Work instructions: Each line from the material with the word "when" in it must be copied.
########
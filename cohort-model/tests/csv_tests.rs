use cohort_model::{to_csv, Enrollment, NewEnrollment, CSV_HEADER};
use cohort_types::{EnrollmentKind, Plan};

fn make(name: &str, email: &str, kind: EnrollmentKind) -> Enrollment {
    Enrollment::create(NewEnrollment {
        name: name.to_string(),
        email: email.to_string(),
        phone: "9772512345".to_string(),
        education: None,
        experience: None,
        motivation: None,
        kind,
        plan: Plan::Pro,
        transaction_id: None,
        source: None,
        ip_address: None,
        user_agent: None,
    })
}

#[test]
fn empty_export_is_just_the_header() {
    assert_eq!(to_csv(&[]), CSV_HEADER);
}

#[test]
fn one_line_per_record_after_header() {
    let records = vec![
        make("A", "a@example.com", EnrollmentKind::Demo),
        make("B", "b@example.com", EnrollmentKind::Join),
    ];
    let csv = to_csv(&records);
    let lines: Vec<&str> = csv.lines().collect();
    assert_eq!(lines.len(), 3);
    assert_eq!(lines[0], CSV_HEADER);
}

#[test]
fn row_fields_are_in_header_order() {
    let mut record = make("Asha", "asha@example.com", EnrollmentKind::Join);
    record.attach_transaction("UPI777");
    let csv = to_csv(&[record.clone()]);
    let row: Vec<&str> = csv.lines().nth(1).unwrap().split(',').collect();

    assert_eq!(row.len(), 9);
    assert_eq!(row[0], record.id.to_string());
    assert_eq!(row[1], "Asha");
    assert_eq!(row[2], "asha@example.com");
    assert_eq!(row[3], "9772512345");
    assert_eq!(row[4], "join");
    assert_eq!(row[5], "pro");
    assert_eq!(row[6], "completed");
    assert_eq!(row[7], "UPI777");
    assert_eq!(row[8], record.created_at.to_rfc3339());
}

#[test]
fn missing_transaction_exports_as_empty_field() {
    let record = make("B", "b@example.com", EnrollmentKind::Join);
    let csv = to_csv(&[record]);
    let row: Vec<&str> = csv.lines().nth(1).unwrap().split(',').collect();
    assert_eq!(row[6], "pending");
    assert_eq!(row[7], "");
}

#[test]
fn embedded_comma_shifts_columns() {
    // Known limitation: fields are not quoted.
    let record = make("Verma, Asha", "a@example.com", EnrollmentKind::Demo);
    let csv = to_csv(&[record]);
    let row: Vec<&str> = csv.lines().nth(1).unwrap().split(',').collect();
    assert_eq!(row.len(), 10);
}
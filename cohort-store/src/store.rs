//! The storage seam.

use crate::error::StoreResult;
use async_trait::async_trait;
use cohort_model::{Enrollment, NewEnrollment};

/// Abstract enrollment storage.
///
/// Emails are the lookup key and are compared case-insensitively by every
/// backend. Callers hold a store as `Arc<dyn EnrollmentStore>` and never
/// learn which backend is active.
#[async_trait]
pub trait EnrollmentStore: Send + Sync {
    /// Name of the backing implementation, for logs.
    fn backend_name(&self) -> &'static str;

    /// Creates a record from submitted data.
    ///
    /// Assigns the id and timestamps and derives the initial payment
    /// status. Fails with [`StoreError::DuplicateEmail`] when a record with
    /// the same email already exists.
    ///
    /// [`StoreError::DuplicateEmail`]: crate::StoreError::DuplicateEmail
    async fn create(&self, new: NewEnrollment) -> StoreResult<Enrollment>;

    /// Looks up a record by email.
    async fn find_by_email(&self, email: &str) -> StoreResult<Option<Enrollment>>;

    /// Records a self-reported payment against an existing record: sets the
    /// transaction ID, forces the status to completed, bumps `updated_at`,
    /// and returns the updated record. Fails with [`StoreError::NotFound`]
    /// when the email is unknown.
    ///
    /// [`StoreError::NotFound`]: crate::StoreError::NotFound
    async fn attach_transaction(&self, email: &str, transaction_id: &str)
        -> StoreResult<Enrollment>;

    /// Returns all records, newest first.
    async fn list_all(&self) -> StoreResult<Vec<Enrollment>>;

    /// Deletes every record. Irreversible.
    async fn clear_all(&self) -> StoreResult<()>;
}
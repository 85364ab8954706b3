pub mod admin;
pub mod bookings;
pub mod health;

use std::sync::Arc;

use axum::routing::{delete, get, post};
use axum::Router;

use crate::state::AppState;

pub fn router(state: Arc<AppState>) -> Router {
    Router::new()
        .route("/health", get(health::health))
        .route("/api/bookings/book", post(bookings::book_ticket))
        .route("/api/bookings/all", get(bookings::list_bookings))
        .route(
            "/api/bookings/user/:user_id",
            get(bookings::list_user_bookings),
        )
        .route(
            "/api/bookings/:id",
            get(bookings::get_booking).delete(bookings::cancel_booking),
        )
        .route("/api/admin/bookings", get(admin::get_bookings))
        .route("/api/admin/bookings/:id", delete(admin::purge_booking))
        .with_state(state)
}
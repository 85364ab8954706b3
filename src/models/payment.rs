use rust_decimal::Decimal;
use serde::{Deserialize, Serialize};

#[derive(Debug, Clone, PartialEq, Serialize, Deserialize)]
#[serde(rename_all = "camelCase")]
pub struct ChargeRequest {
    pub booking_id: i64,
    pub user_id: i64,
    #[serde(with = "rust_decimal::serde::float")]
    pub amount: Decimal,
    pub payment_method: String,
}

#[derive(Debug, Clone, PartialEq, Serialize, Deserialize)]
#[serde(rename_all = "camelCase")]
pub struct ChargeReceipt {
    pub success: bool,
    #[serde(default)]
    pub transaction_id: Option<String>,
    #[serde(default)]
    pub message: Option<String>,
}

impl ChargeReceipt {
    pub fn approved(transaction_id: impl Into<String>) -> Self {
        Self {
            success: true,
            transaction_id: Some(transaction_id.into()),
            message: Some("Payment successful".to_string()),
        }
    }

    pub fn declined(message: impl Into<String>) -> Self {
        Self {
            success: false,
            transaction_id: None,
            message: Some(message.into()),
        }
    }

    /// The transaction id of a successful charge, if the processor returned one.
    pub fn settled_transaction(&self) -> Option<&str> {
        if !self.success {
            return None;
        }
        self.transaction_id
            .as_deref()
            .map(str::trim)
            .filter(|t| !t.is_empty())
    }
}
########
Result of this exercise:
    /// status. Fails with [`StoreError::DuplicateEmail`] when a record with
    /// when the email is unknown.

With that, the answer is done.